LAS VEGAS (KTNV) — Doctors say our mRNA vaccines can recognize multiple strains and that they can potentially work against a number of variants—even ones that have not even evolved yet.
“There are some slight differences between them, but overall, they all work to boost your antibody levels and no matter what combination you take,” said Dr. Brian Labus, infectious disease epidemiologist and professor at UNLV.
Recent studies suggest that receiving a different vaccine as your booster can boost immune responses.
“Getting boosted with something is better than not getting boosted,” said Dr. Labus. “It doesn’t matter which one you get—they all provide a boosted antibody response.”
Southern Nevada Health District says boosters are recommended for people who completed their full series of Pfizer or Modern shots at least six months ago. Johnson and Johnson two months ago.
Though one medical professional believes that boosters should be reserved for those with health conditions.
“I treated hundreds and hundreds of patients during this outbreak,” said Bob Allder, a respiratory practitioner, RRT. “I don’t think I had one patient that was under 40 years of age and we had very good outcomes.”
SNHD data shows that there are no reported cases of the omicron variant in Clark County.
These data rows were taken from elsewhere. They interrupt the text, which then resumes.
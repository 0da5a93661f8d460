// Copyright (C) Parity Technologies (UK) Ltd.
// SPDX-License-Identifier: Apache-2.0

use subxt::utils::H256;
use thiserror::Error;

/// Errors raised while talking to a chain.
#[derive(Error, Debug)]
pub enum ChainError {
	/// The node could not be reached.
	#[error("failed to connect to {url}: {reason}")]
	Connection { url: String, reason: String },
	/// The transaction pool refused, dropped or reported an error for the transaction.
	#[error("transaction rejected by {chain}: {reason}")]
	SubmissionRejected { chain: String, reason: String },
	/// The transaction was included but its dispatch failed.
	#[error("dispatch failed on {chain}: {pallet}::{error}")]
	DispatchFailed { chain: String, pallet: String, error: String },
	/// The transaction was not included within the configured timeout. The transaction may still
	/// land later.
	#[error("transaction {extrinsic_hash:?} not included on {chain} in time")]
	InclusionTimeout { chain: String, extrinsic_hash: H256 },
	/// Block production could not be forced.
	#[error("block production on {chain} failed: {reason}")]
	BlockProduction { chain: String, reason: String },
	/// The chain endpoint does not allow the requested operation.
	#[error("{capability} is not enabled for {chain}")]
	CapabilityDisabled { chain: String, capability: &'static str },
	/// A [`subxt::ext::subxt_rpcs::Error`] wrapper error.
	#[error(transparent)]
	Rpc(#[from] subxt::ext::subxt_rpcs::Error),
	/// A [`subxt::Error`] wrapper error.
	#[error(transparent)]
	Subxt(#[from] subxt::Error),
	/// A value read from the chain did not have the expected shape.
	#[error("unexpected value: {0}")]
	UnexpectedValue(String),
}

impl ChainError {
	/// Whether repeating the failed operation may succeed. A timed out transaction may still be
	/// included, so a retry has to look at the chain state first.
	pub fn is_recoverable(&self) -> bool {
		matches!(self, ChainError::InclusionTimeout { .. } | ChainError::BlockProduction { .. })
	}
}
And among the unvaccinated the number of deaths is 51.3 for every 10,000 people.
“It may be something where we have to get a booster every single year, it may be something in between where it’s like a tetanus shot and you get one every ten years,” said Dr. Labus. “We don’t know until we look at the immune system and see how those antibodies change over time and then we can make a recommendation as to what’s next.”